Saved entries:

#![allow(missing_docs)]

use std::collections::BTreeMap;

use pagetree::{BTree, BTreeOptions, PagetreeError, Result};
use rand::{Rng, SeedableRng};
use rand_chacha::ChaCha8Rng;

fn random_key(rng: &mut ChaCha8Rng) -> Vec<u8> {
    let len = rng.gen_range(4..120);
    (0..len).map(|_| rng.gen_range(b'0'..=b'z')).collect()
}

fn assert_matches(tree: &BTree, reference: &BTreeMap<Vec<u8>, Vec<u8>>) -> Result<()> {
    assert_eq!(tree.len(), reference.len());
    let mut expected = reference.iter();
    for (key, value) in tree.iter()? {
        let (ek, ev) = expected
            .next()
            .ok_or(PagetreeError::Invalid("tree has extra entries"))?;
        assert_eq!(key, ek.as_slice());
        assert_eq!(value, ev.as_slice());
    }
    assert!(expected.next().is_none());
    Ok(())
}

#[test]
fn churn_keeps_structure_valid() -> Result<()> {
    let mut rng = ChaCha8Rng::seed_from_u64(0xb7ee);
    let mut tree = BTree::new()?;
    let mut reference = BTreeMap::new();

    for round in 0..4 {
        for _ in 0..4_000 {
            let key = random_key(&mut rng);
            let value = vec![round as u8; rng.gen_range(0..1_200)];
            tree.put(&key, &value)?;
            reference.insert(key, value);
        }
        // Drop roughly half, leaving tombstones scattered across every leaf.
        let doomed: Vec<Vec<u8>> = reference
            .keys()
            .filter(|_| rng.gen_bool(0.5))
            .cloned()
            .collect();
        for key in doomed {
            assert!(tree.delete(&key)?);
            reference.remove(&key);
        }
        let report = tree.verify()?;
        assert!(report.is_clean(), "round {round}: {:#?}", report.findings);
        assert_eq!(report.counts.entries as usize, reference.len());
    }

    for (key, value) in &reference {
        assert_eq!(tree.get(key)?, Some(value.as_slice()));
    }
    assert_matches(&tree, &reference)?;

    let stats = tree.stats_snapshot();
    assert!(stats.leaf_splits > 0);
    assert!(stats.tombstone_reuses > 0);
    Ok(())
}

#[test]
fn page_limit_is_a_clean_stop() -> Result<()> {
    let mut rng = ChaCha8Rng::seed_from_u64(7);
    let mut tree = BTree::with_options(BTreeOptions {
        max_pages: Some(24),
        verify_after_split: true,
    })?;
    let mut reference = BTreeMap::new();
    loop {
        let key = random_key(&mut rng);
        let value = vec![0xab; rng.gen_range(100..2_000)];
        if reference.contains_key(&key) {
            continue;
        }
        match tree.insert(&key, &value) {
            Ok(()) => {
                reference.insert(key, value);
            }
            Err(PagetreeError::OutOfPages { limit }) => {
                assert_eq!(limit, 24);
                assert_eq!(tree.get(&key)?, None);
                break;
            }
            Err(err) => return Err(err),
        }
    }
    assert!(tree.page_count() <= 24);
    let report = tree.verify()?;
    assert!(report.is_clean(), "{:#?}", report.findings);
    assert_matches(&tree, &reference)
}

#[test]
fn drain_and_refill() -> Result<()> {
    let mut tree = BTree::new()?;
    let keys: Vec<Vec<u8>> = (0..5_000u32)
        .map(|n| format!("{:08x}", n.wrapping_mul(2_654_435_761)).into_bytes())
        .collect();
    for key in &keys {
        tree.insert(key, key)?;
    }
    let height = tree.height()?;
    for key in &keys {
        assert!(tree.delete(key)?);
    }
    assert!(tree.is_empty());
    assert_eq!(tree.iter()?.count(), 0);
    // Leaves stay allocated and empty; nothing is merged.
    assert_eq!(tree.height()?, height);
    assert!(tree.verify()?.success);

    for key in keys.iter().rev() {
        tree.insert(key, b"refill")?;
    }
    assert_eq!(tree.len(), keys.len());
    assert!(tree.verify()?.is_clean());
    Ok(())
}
---
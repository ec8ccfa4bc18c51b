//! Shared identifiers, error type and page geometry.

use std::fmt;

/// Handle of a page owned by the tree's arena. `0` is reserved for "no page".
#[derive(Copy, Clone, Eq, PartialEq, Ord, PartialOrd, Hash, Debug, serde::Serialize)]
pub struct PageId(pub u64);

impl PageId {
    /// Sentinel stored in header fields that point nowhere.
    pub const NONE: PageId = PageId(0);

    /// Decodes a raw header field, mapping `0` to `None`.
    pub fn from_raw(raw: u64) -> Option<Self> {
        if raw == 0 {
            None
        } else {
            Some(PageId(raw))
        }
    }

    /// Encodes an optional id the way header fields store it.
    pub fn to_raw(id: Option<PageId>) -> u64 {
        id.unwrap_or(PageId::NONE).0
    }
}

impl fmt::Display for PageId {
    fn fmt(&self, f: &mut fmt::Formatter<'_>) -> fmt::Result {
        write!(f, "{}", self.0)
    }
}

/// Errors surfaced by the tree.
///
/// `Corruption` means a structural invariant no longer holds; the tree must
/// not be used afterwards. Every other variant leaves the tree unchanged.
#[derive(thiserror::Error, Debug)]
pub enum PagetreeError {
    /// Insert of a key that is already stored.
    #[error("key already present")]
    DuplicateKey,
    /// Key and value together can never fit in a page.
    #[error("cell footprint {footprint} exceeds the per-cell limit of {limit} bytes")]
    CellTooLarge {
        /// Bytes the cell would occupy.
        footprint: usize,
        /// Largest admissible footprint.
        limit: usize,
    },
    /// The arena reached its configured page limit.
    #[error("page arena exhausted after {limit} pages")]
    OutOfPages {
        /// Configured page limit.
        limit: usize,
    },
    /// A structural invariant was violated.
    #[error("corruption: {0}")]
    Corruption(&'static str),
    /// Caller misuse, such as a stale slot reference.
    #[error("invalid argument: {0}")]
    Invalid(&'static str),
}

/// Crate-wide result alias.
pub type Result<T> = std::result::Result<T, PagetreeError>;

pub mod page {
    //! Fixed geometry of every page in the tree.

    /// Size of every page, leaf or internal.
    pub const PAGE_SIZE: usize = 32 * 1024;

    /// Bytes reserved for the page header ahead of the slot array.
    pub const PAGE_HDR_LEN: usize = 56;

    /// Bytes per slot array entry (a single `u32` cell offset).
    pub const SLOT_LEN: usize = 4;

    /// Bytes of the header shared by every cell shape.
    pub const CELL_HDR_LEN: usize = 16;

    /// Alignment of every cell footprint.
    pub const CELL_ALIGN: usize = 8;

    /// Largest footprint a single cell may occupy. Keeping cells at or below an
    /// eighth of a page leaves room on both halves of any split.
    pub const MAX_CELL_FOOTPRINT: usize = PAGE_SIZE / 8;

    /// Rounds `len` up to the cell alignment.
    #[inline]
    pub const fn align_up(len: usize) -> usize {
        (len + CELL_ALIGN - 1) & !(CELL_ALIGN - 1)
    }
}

Exercise — Look through the entries above. Extract each line with the word "height".

Solution to the exercise —
    let height = tree.height()?;
    assert_eq!(tree.height()?, height);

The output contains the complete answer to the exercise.